● **REQUIRED ACTION**
Reproduce each line from the first in the data through the line that contains "when the id" exactly; give nothing else.

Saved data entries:
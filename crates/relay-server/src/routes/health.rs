use axum::{routing::get, Json, Router};
use serde_json::{json, Value};

async fn health() -> Json<Value> {
    Json(json!({
        "status": "healthy",
        "service": env!("CARGO_PKG_NAME"),
    }))
}

pub fn routes() -> Router {
    Router::new().route("/health", get(health))
}
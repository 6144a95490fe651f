use thiserror::Error;

#[non_exhaustive]
#[derive(Error, Debug, Clone, PartialEq)]
pub enum AgentError {
    /// `respond` was called with an id that is not pending. `answered` is set when the id
    /// was settled earlier in the same conversation, which points at a double answer.
    #[error("{}", unknown_continuation_message(.id, .answered))]
    UnknownContinuation { id: String, answered: bool },

    #[error("Continuation already registered: {0}")]
    DuplicateContinuation(String),

    #[error("A conversation is already in flight on this agent")]
    ConversationInFlight,
}

impl AgentError {
    pub fn unknown_continuation<S: Into<String>>(id: S) -> Self {
        AgentError::UnknownContinuation {
            id: id.into(),
            answered: false,
        }
    }

    pub fn double_answer<S: Into<String>>(id: S) -> Self {
        AgentError::UnknownContinuation {
            id: id.into(),
            answered: true,
        }
    }

    pub fn is_unknown_continuation(&self) -> bool {
        matches!(self, AgentError::UnknownContinuation { .. })
    }

    /// Stable name carried as `error_type` when this error ends a conversation
    pub fn category(&self) -> &'static str {
        match self {
            AgentError::UnknownContinuation {
                answered: false, ..
            } => "unknown_continuation",
            AgentError::UnknownContinuation { answered: true, .. } => "double_answer",
            AgentError::DuplicateContinuation(_) => "duplicate_continuation",
            AgentError::ConversationInFlight => "conversation_in_flight",
        }
    }
}

fn unknown_continuation_message(id: &str, answered: &bool) -> String {
    if *answered {
        format!("Input request {} was already answered", id)
    } else {
        format!("No pending input request with id {}", id)
    }
}

pub type AgentResult<T> = Result<T, AgentError>;

#[cfg(test)]
mod tests {
    use super::*;

    #[test]
    fn test_double_answer_is_unknown_continuation() {
        let err = AgentError::double_answer("r1");
        assert!(err.is_unknown_continuation());
        assert_eq!(err.to_string(), "Input request r1 was already answered");

        let err = AgentError::unknown_continuation("nope");
        assert_eq!(err.to_string(), "No pending input request with id nope");
    }

    #[test]
    fn test_categories() {
        assert_eq!(AgentError::double_answer("r1").category(), "double_answer");
        assert_eq!(
            AgentError::unknown_continuation("r1").category(),
            "unknown_continuation"
        );
        assert_eq!(
            AgentError::DuplicateContinuation("r1".to_string()).category(),
            "duplicate_continuation"
        );
        assert_eq!(
            AgentError::ConversationInFlight.category(),
            "conversation_in_flight"
        );
    }
}
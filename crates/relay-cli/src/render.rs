use anyhow::{anyhow, Result};
use bat::WrappingMode;
use console::style;
use relay::models::event::{Event, EventKind, META_AGENT, META_EVENT_TYPE};
use serde_json::Value;

fn print_markdown(content: &str) -> Result<()> {
    bat::PrettyPrinter::new()
        .input(bat::Input::from_bytes(content.as_bytes()))
        .language("Markdown")
        .wrapping_mode(WrappingMode::Character)
        .print()
        .map(|_| ())
        .map_err(|err| anyhow!("Failed to render output: {}", err))
}

fn print_tool_call(content: &str, agent: &str) -> Result<()> {
    // Tool calls arrive as compact JSON
    let pretty = serde_json::from_str::<Value>(content)
        .and_then(|value| serde_json::to_string_pretty(&value))
        .unwrap_or_else(|_| content.to_string());

    let printed = bat::PrettyPrinter::new()
        .input(bat::Input::from_bytes(pretty.as_bytes()).name(format!("Tool Call: {}", agent)))
        .language("JSON")
        .grid(true)
        .header(true)
        .wrapping_mode(WrappingMode::Character)
        .print();
    printed
        .map(|_| ())
        .map_err(|err| anyhow!("Failed to render tool call: {}", err))
}

pub fn event(event: &Event) -> Result<()> {
    let agent = event.metadata_str(META_AGENT).unwrap_or("agent");
    match event.kind() {
        EventKind::AgentResponse => {
            println!("{}", style(agent).cyan().bold());
            print_markdown(event.content())?;
            println!();
        }
        EventKind::ToolCall => print_tool_call(event.content(), agent)?,
        EventKind::Thinking => println!("{}", style(event.content()).dim().italic()),
        EventKind::Message => {
            let kind = event.metadata_str(META_EVENT_TYPE).unwrap_or("message");
            println!("{} {}", style(format!("[{}]", kind)).dim(), event.content());
        }
        // The prompt is shown by the input itself
        EventKind::InputRequest => {}
        EventKind::Error => eprintln!("{} {}", style("error:").red().bold(), event.content()),
        EventKind::Completed => println!("{}", style(event.content()).green()),
    }
    Ok(())
}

● **SOLUTION FOR THIS EXERCISE**
filename crates/relay-server/src/routes/health.rs
use axum::{routing::get, Json, Router};
use serde_json::{json, Value};

async fn health() -> Json<Value> {
    Json(json!({
        "status": "healthy",
        "service": env!("CARGO_PKG_NAME"),
    }))
}

pub fn routes() -> Router {
    Router::new().route("/health", get(health))
}
repository 6144a95490fe651f
use thiserror::Error;

#[non_exhaustive]
#[derive(Error, Debug, Clone, PartialEq)]
pub enum AgentError {
    /// `respond` was called with an id that is not pending. `answered` is set when the id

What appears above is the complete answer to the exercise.